New Movies Release Roundup for 13 May 2011

Yup, there are still two movies to talk about that I haven't reviewed for Artslink or Channel24. Shock and horror, neither of them are the best of the week!

 Beastly is a very easy to pick on and, to be sure, it mostly deserves it. It's a totally pointless attempt to"update" the story of Beauty and the Beast for modern tweenage audiences and the results are pretty much what you would expect. Alex Pettyfer is rubbish once again in the lead role and its only really in comparison to him that Vanessa Hudgens looks like a competent actor. It's also unbelievably corny; with a scene of the two leads reading poetry to one another as the seasons pass being the particular low mark. And ultimately when you have the classic Disney animated version from 1991 recently re-released on DVD, you do have to ask what the point is of such an inferior version. Here's the thing though, yes it's total rubbish but I do wonder if it will actually work for its intended audience of 12 year old girls. I have a sneaking suspicion that it actually will. It's very sweet natured, the main actors certainly look better than they act and the story is pretty indestructible. Plus it has a typically enjoyable supporting turn for Neil Patrick Harris so it can't be all bad. (4/10) 


 Constant comparisons have been made between Your Highness and The Princess Bride and Monty Python and The Holy Grail. This is patently unfair. Those are two stone cold classics that remain to this day at the top of the heap of the fantasy/comedy/adventure genre and expecting this to be anywhere as good is to do nothing but to set Your Highness up for failure. Unfortunately, that doesn't stop Your Highness from still totally sucking on its own terms.

The basic idea of tackling the very straightforward sword and sorcery genre with a stoner/ gross-out-comedy aesthetic was a good one and it certainly had great acting talent on its side, with the likes of James Franco, Toby Jones, Zooey Deschanel and Natalie Portman (yup, her again - this is indeed the fifth film she's appeared in this year) making for one impressive supporting cast. The problem is, though, that it simply isn't funny enough.

It's not as bad as some people say, in that it's basically an enjoyable enough romp and I am more than willing to watch Natalie Portman in anything but almost all of its humour falls embarrassingly flat. Danny McBride is apparently very good in the TV show, Eastbound and Down but I have never been impressed by him in any of his cinematic roles. He was by far the weakest link in the otherwise hilarious Tropic Thunder and I have trouble remembering him in anything else. And believe me, this ain't gonna change that. As both co-writer and lead actor, he constantly had me groaning where I should have been laughing and sighing when I should have been smiling.

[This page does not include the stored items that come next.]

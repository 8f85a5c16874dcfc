//! Restart initialization: every quantity comes from the checkpoint's
//! last time sample, with no perturbation.

use pet_config::{
    ConfigBundle, ElectrodeConfig, ParticleDef, PerElectrode, SystemConfig, VolumeCounts,
};
use pet_restart::save_checkpoint;
use pet_sim::{ParticleState, SimError, Simulation};
use std::collections::HashMap;
use std::path::PathBuf;

fn cathode_cell(prev_dir: Option<PathBuf>) -> ConfigBundle {
    ConfigBundle {
        system: SystemConfig {
            nvol: VolumeCounts { a: 0, c: 2, s: 1 },
            npart: PerElectrode { a: None, c: 1 },
            psd_num: PerElectrode {
                a: None,
                c: vec![vec![3.0], vec![4.0]],
            },
            one_var_types: vec!["ACR".to_string()],
            two_var_types: vec!["CHR2".to_string()],
            cs0: PerElectrode { a: None, c: 0.01 },
            c0: 1.0,
            phi_cathode: 0.0,
            prev_dir,
        },
        electrodes: PerElectrode {
            a: None,
            c: ElectrodeConfig {
                particles: vec![
                    vec![ParticleDef {
                        solid_type: "ACR".to_string(),
                    }],
                    vec![ParticleDef {
                        solid_type: "CHR2".to_string(),
                    }],
                ],
            },
        },
    }
}

fn checkpoint_data() -> HashMap<String, Vec<Vec<f64>>> {
    let mut data = HashMap::new();
    let scalar = |v: f64| vec![vec![0.0, v]];
    data.insert("current".to_string(), scalar(0.25));
    data.insert("phi_applied".to_string(), scalar(-0.95));
    data.insert("ffrac_c".to_string(), scalar(0.4));
    data.insert(
        "R_Vp_c".to_string(),
        vec![vec![0.0, 0.0], vec![0.11, 0.22]],
    );
    data.insert(
        "phi_bulk_c".to_string(),
        vec![vec![0.0, 0.0], vec![1.1, 1.2]],
    );
    data.insert("c_lyte_s".to_string(), vec![vec![1.0], vec![0.85]]);
    data.insert("phi_lyte_s".to_string(), vec![vec![0.0], vec![-0.05]]);
    data.insert(
        "c_lyte_c".to_string(),
        vec![vec![1.0, 1.0], vec![0.8, 0.75]],
    );
    data.insert(
        "phi_lyte_c".to_string(),
        vec![vec![0.0, 0.0], vec![-0.1, -0.12]],
    );
    data.insert("partTrodecvol0part0_cbar".to_string(), scalar(0.35));
    data.insert(
        "partTrodecvol0part0_c".to_string(),
        vec![vec![0.01, 0.01, 0.01], vec![0.3, 0.35, 0.4]],
    );
    data.insert("partTrodecvol1part0_c1bar".to_string(), scalar(0.31));
    data.insert("partTrodecvol1part0_c2bar".to_string(), scalar(0.33));
    data.insert("partTrodecvol1part0_cbar".to_string(), scalar(0.32));
    data.insert(
        "partTrodecvol1part0_c1".to_string(),
        vec![vec![0.0; 4], vec![0.30, 0.31, 0.32, 0.33]],
    );
    data.insert(
        "partTrodecvol1part0_c2".to_string(),
        vec![vec![0.0; 4], vec![0.33, 0.32, 0.31, 0.30]],
    );
    data
}

fn write_checkpoint(name: &str, data: &HashMap<String, Vec<Vec<f64>>>) -> PathBuf {
    let dir = std::env::temp_dir().join(name);
    let _ = std::fs::remove_dir_all(&dir);
    save_checkpoint(&dir, data).unwrap();
    dir
}

#[test]
fn restart_reproduces_checkpoint_last_samples() {
    let dir = write_checkpoint("pet_sim_restart_full", &checkpoint_data());
    let mut sim = Simulation::new(cathode_cell(Some(dir))).unwrap();

    // Previous-run scalars are derived at construction, without mutating
    // the configuration bundle.
    assert_eq!(sim.prev_run().current, 0.25);
    assert_eq!(sim.prev_run().phi_applied, -0.95);
    assert_eq!(sim.bundle().system.c0, 1.0);

    sim.set_up_domains().unwrap();
    sim.set_up_variables().unwrap();
    let state = sim.state().unwrap();

    assert_eq!(state.phi_applied, -0.95);

    let cathode = &state.trodes[0];
    assert_eq!(cathode.ffrac, 0.4);
    assert_eq!(cathode.reaction_rate, vec![0.11, 0.22]);
    assert_eq!(cathode.phi_bulk, vec![1.1, 1.2]);
    assert_eq!(cathode.lyte.c, vec![0.8, 0.75]);
    assert_eq!(cathode.lyte.phi, vec![-0.1, -0.12]);

    let sep = state.separator_lyte.as_ref().unwrap();
    assert_eq!(sep.c, vec![0.85]);
    assert_eq!(sep.phi, vec![-0.05]);

    match &cathode.particles[0][0] {
        ParticleState::Single { cbar, c } => {
            assert_eq!(*cbar, 0.35);
            assert_eq!(c, &vec![0.3, 0.35, 0.4]);
        }
        other => panic!("expected single-field particle, got {other:?}"),
    }
    match &cathode.particles[1][0] {
        ParticleState::Two {
            c1bar,
            c2bar,
            cbar,
            c1,
            c2,
        } => {
            assert_eq!((*c1bar, *c2bar, *cbar), (0.31, 0.33, 0.32));
            assert_eq!(c1, &vec![0.30, 0.31, 0.32, 0.33]);
            assert_eq!(c2, &vec![0.33, 0.32, 0.31, 0.30]);
        }
        other => panic!("expected two-field particle, got {other:?}"),
    }
}

#[test]
fn missing_checkpoint_key_fails_deterministically() {
    let mut data = checkpoint_data();
    data.remove("partTrodecvol1part0_c2bar");
    let dir = write_checkpoint("pet_sim_restart_missing_key", &data);

    let mut sim = Simulation::new(cathode_cell(Some(dir))).unwrap();
    sim.set_up_domains().unwrap();
    let err = sim.set_up_variables().unwrap_err();
    match err {
        SimError::Restart(pet_restart::RestartError::MissingKey { key }) => {
            assert_eq!(key, "partTrodecvol1part0_c2bar");
        }
        other => panic!("expected MissingKey, got {other}"),
    }
}

#[test]
fn profile_shape_mismatch_is_rejected() {
    let mut data = checkpoint_data();
    // Live configuration expects 4 points for this particle.
    data.insert(
        "partTrodecvol1part0_c1".to_string(),
        vec![vec![0.3, 0.31, 0.32]],
    );
    let dir = write_checkpoint("pet_sim_restart_bad_shape", &data);

    let mut sim = Simulation::new(cathode_cell(Some(dir))).unwrap();
    sim.set_up_domains().unwrap();
    let err = sim.set_up_variables().unwrap_err();
    assert!(matches!(
        err,
        SimError::Restart(pet_restart::RestartError::ShapeMismatch { .. })
    ));
}
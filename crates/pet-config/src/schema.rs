//! Configuration schema definitions.
//!
//! Two nested mappings make up the configuration bundle: system-level
//! parameters (discretization counts, initial concentrations, restart
//! directory) and electrode-level parameters (per-particle metadata).
//! The bundle is immutable once simulation setup begins.

use pet_core::Electrode;
use serde::{Deserialize, Serialize};
use std::path::PathBuf;

/// A value held per electrode. The anode is optional (half cells run
/// without one); the cathode is always present.
#[derive(Debug, Clone, Serialize, Deserialize, PartialEq)]
pub struct PerElectrode<T> {
    #[serde(default, skip_serializing_if = "Option::is_none")]
    pub a: Option<T>,
    pub c: T,
}

impl<T> PerElectrode<T> {
    pub fn get(&self, trode: Electrode) -> Option<&T> {
        match trode {
            Electrode::Anode => self.a.as_ref(),
            Electrode::Cathode => Some(&self.c),
        }
    }
}

/// Volume counts per region. The separator may have zero volumes; the
/// anode is absent when its count is zero.
#[derive(Debug, Clone, Serialize, Deserialize, PartialEq)]
pub struct VolumeCounts {
    #[serde(default)]
    pub a: usize,
    pub c: usize,
    #[serde(default)]
    pub s: usize,
}

/// Classification of a solid-type tag: how many concentration fields the
/// particle carries.
#[derive(Debug, Clone, Copy, PartialEq, Eq, Hash)]
pub enum SolidKind {
    /// One concentration profile plus its spatial average.
    SingleField,
    /// Two independent concentration profiles, each with its own average,
    /// plus a combined average.
    TwoField,
}

/// System-level parameters.
#[derive(Debug, Clone, Serialize, Deserialize, PartialEq)]
pub struct SystemConfig {
    /// Volumes per region.
    pub nvol: VolumeCounts,
    /// Particles per volume, per electrode.
    pub npart: PerElectrode<usize>,
    /// Particle-size-distribution point counts, indexed `[vol][part]`.
    /// Stored as floats by upstream tooling; read truncated to integers.
    pub psd_num: PerElectrode<Vec<Vec<f64>>>,
    /// Solid-type tags owning a single concentration field.
    #[serde(default = "default_one_var_types")]
    pub one_var_types: Vec<String>,
    /// Solid-type tags owning two concentration fields.
    #[serde(default = "default_two_var_types")]
    pub two_var_types: Vec<String>,
    /// Initial solid filling fraction, per electrode.
    pub cs0: PerElectrode<f64>,
    /// Initial electrolyte concentration.
    pub c0: f64,
    /// Cathode reference potential.
    pub phi_cathode: f64,
    /// Directory holding a prior run's checkpoint; `None` for a fresh start.
    #[serde(default, skip_serializing_if = "Option::is_none")]
    pub prev_dir: Option<PathBuf>,
}

fn default_one_var_types() -> Vec<String> {
    ["ACR", "diffn", "CHR", "homog", "homog_sdn"]
        .iter()
        .map(|s| s.to_string())
        .collect()
}

fn default_two_var_types() -> Vec<String> {
    ["diffn2", "CHR2", "homog2", "homog2_sdn"]
        .iter()
        .map(|s| s.to_string())
        .collect()
}

impl SystemConfig {
    /// Electrodes present in this cell: the cathode always, the anode when
    /// it has at least one volume.
    pub fn trodes(&self) -> Vec<Electrode> {
        let mut trodes = vec![Electrode::Cathode];
        if self.nvol.a >= 1 {
            trodes.push(Electrode::Anode);
        }
        trodes
    }

    pub fn nvol(&self, trode: Electrode) -> usize {
        match trode {
            Electrode::Anode => self.nvol.a,
            Electrode::Cathode => self.nvol.c,
        }
    }

    pub fn npart(&self, trode: Electrode) -> usize {
        self.npart.get(trode).copied().unwrap_or(0)
    }

    /// Classify a solid-type tag against the two closed kind-sets.
    /// `None` when the tag belongs to neither.
    pub fn classify_solid(&self, tag: &str) -> Option<SolidKind> {
        if self.one_var_types.iter().any(|t| t == tag) {
            Some(SolidKind::SingleField)
        } else if self.two_var_types.iter().any(|t| t == tag) {
            Some(SolidKind::TwoField)
        } else {
            None
        }
    }

    /// Whether this configuration restarts from a prior run's checkpoint.
    pub fn is_restart(&self) -> bool {
        self.prev_dir.is_some()
    }
}

/// Per-particle metadata for one electrode, indexed `[vol][part]`.
#[derive(Debug, Clone, Default, Serialize, Deserialize, PartialEq)]
pub struct ElectrodeConfig {
    pub particles: Vec<Vec<ParticleDef>>,
}

#[derive(Debug, Clone, Serialize, Deserialize, PartialEq)]
pub struct ParticleDef {
    /// Solid-type tag, drawn from one of the two closed kind-sets.
    #[serde(rename = "type")]
    pub solid_type: String,
}

/// The full configuration bundle supplied by the caller.
#[derive(Debug, Clone, Serialize, Deserialize, PartialEq)]
pub struct ConfigBundle {
    pub system: SystemConfig,
    pub electrodes: PerElectrode<ElectrodeConfig>,
}
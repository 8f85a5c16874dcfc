//! pet-sim: setup and drive for a porous electrode cell DAE simulation.
//!
//! Provides:
//! - Domain allocation: the index spaces the cell's variables live over
//! - State initialization: fresh analytic defaults or checkpoint restart
//! - Time-stepping driver over an external DAE solver contract
//!
//! The solver itself (residuals, Jacobians, integration, event
//! detection) is an external collaborator behind the [`DaeSolver`]
//! trait.

pub mod domain;
pub mod driver;
pub mod error;
pub mod init;
pub mod sim;
pub mod state;

// Re-exports for public API
pub use domain::{CellDomain, ParticleDomain, TrodeDomain};
pub use driver::{
    DaeSolver, Driver, DriverState, RunOutcome, StepRecord, StopMode, StopReason, drive,
};
pub use error::{SimError, SimResult};
pub use init::{FreshStart, InitialValues, Restart, SYMMETRY_EPS, initialize_state};
pub use sim::{PrevRun, Simulation};
pub use state::{CellState, ElectrolyteState, ParticleState, TrodeState};
//! Time-stepping driver.
//!
//! Walks the solver's ordered reporting times, integrating up to each
//! one and recording the result. The solver may halt early at a model
//! discontinuity (e.g. a voltage cutoff); that is a normal run boundary,
//! not an error, and no further reporting times are attempted.

use crate::error::{SimError, SimResult};

/// Discontinuity handling requested from the solver for one integration
/// call.
#[derive(Debug, Clone, Copy, PartialEq, Eq)]
pub enum StopMode {
    /// Halt integration at a detected model discontinuity.
    StopAtDiscontinuity,
    /// Integrate through discontinuities to the target time.
    IgnoreDiscontinuity,
}

/// Contract of the external DAE solver this layer drives. Residual
/// assembly, Jacobians, Newton iteration, step-size control, and event
/// detection all live behind this trait.
pub trait DaeSolver {
    /// Ordered reporting times for the run.
    fn reporting_times(&self) -> Vec<f64>;

    /// Simulation clock value reached so far.
    fn current_time(&self) -> f64;

    /// Total simulated horizon, for progress reporting.
    fn time_horizon(&self) -> f64;

    /// Integrate from the current clock value up to `target`, returning
    /// the clock value actually reached. A reached value strictly below
    /// `target` signals an early halt at a discontinuity.
    fn integrate_until(&mut self, target: f64, mode: StopMode) -> SimResult<f64>;

    /// Record results at the given clock value.
    fn record_data(&mut self, time: f64) -> SimResult<()>;

    /// Progress observation, as the fraction of the horizon elapsed.
    fn set_progress(&mut self, fraction: f64);
}

/// Driver lifecycle over one simulation clock.
#[derive(Debug, Clone, Copy, PartialEq, Eq)]
pub enum DriverState {
    /// Before the first step.
    Idle,
    /// Between reporting times.
    Integrating,
    /// Terminal: reporting times exhausted or early halt.
    Stopped,
}

/// One completed step: the time requested and the time the solver
/// actually reached.
#[derive(Debug, Clone, Copy, PartialEq)]
pub struct StepRecord {
    pub requested: f64,
    pub reached: f64,
}

#[derive(Debug, Clone, Copy, PartialEq, Eq)]
pub enum StopReason {
    /// Every reporting time was processed.
    ReportTimesExhausted,
    /// The solver halted before a requested reporting time.
    Discontinuity,
}

/// Result of driving a run to its terminal state.
#[derive(Debug, Clone)]
pub struct RunOutcome {
    pub steps: Vec<StepRecord>,
    pub reason: StopReason,
}

/// Drives one simulation run end-to-end. Single-threaded; control passes
/// to the solver for the duration of each integration call.
#[derive(Debug)]
pub struct Driver {
    /// Nondimensional time is scaled by this factor for log output, in
    /// seconds.
    time_scale_s: f64,
    state: DriverState,
    steps: Vec<StepRecord>,
}

impl Driver {
    pub fn new(time_scale_s: f64) -> Self {
        Self {
            time_scale_s,
            state: DriverState::Idle,
            steps: Vec::new(),
        }
    }

    pub fn state(&self) -> DriverState {
        self.state
    }

    pub fn steps(&self) -> &[StepRecord] {
        &self.steps
    }

    /// Run the solver through its reporting times until a terminal state.
    pub fn run<S: DaeSolver + ?Sized>(&mut self, solver: &mut S) -> SimResult<RunOutcome> {
        if self.state != DriverState::Idle {
            return Err(SimError::InvalidArg {
                what: "driver already ran; one driver drives one run",
            });
        }
        let horizon = solver.time_horizon();
        if !(horizon > 0.0) {
            return Err(SimError::InvalidArg {
                what: "time horizon must be positive",
            });
        }

        let mut reason = StopReason::ReportTimesExhausted;
        for next_time in solver.reporting_times() {
            self.state = DriverState::Integrating;
            tracing::info!(
                "Integrating from {:.2} to {:.2} s ...",
                solver.current_time() * self.time_scale_s,
                next_time * self.time_scale_s
            );
            let reached = solver.integrate_until(next_time, StopMode::StopAtDiscontinuity)?;
            let now = solver.current_time();
            solver.record_data(now)?;
            solver.set_progress((now / horizon).clamp(0.0, 1.0));
            self.steps.push(StepRecord {
                requested: next_time,
                reached,
            });
            if reached < next_time {
                // The solver returned before the requested time: it
                // stopped at a discontinuity. Treat as a natural run
                // boundary.
                reason = StopReason::Discontinuity;
                break;
            }
        }
        self.state = DriverState::Stopped;

        Ok(RunOutcome {
            steps: self.steps.clone(),
            reason,
        })
    }
}

/// Convenience wrapper: drive a fresh [`Driver`] over one run.
pub fn drive<S: DaeSolver + ?Sized>(solver: &mut S, time_scale_s: f64) -> SimResult<RunOutcome> {
    Driver::new(time_scale_s).run(solver)
}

Profanity, drug references and crude sexuality are all well and good but if you don't have some good gags underlying them, they just come across as pointlessly and crudely juvenile. And until McBride takes heed of this, whatever comic confectionery he comes up with next will be similarly stale. (3/10)    

In Summation: 

Best film of the week: The Way Back. And easily at that. But Winnie The Pooh is good too for the young 'uns.
Worst film of the week: So much to choose from but it has to be Priest for being an unbearable piece of shit on every possible level.

Anyway, that's it for this week's cinema releases. Coming this Friday: Pirates! Lots and lots of pirates!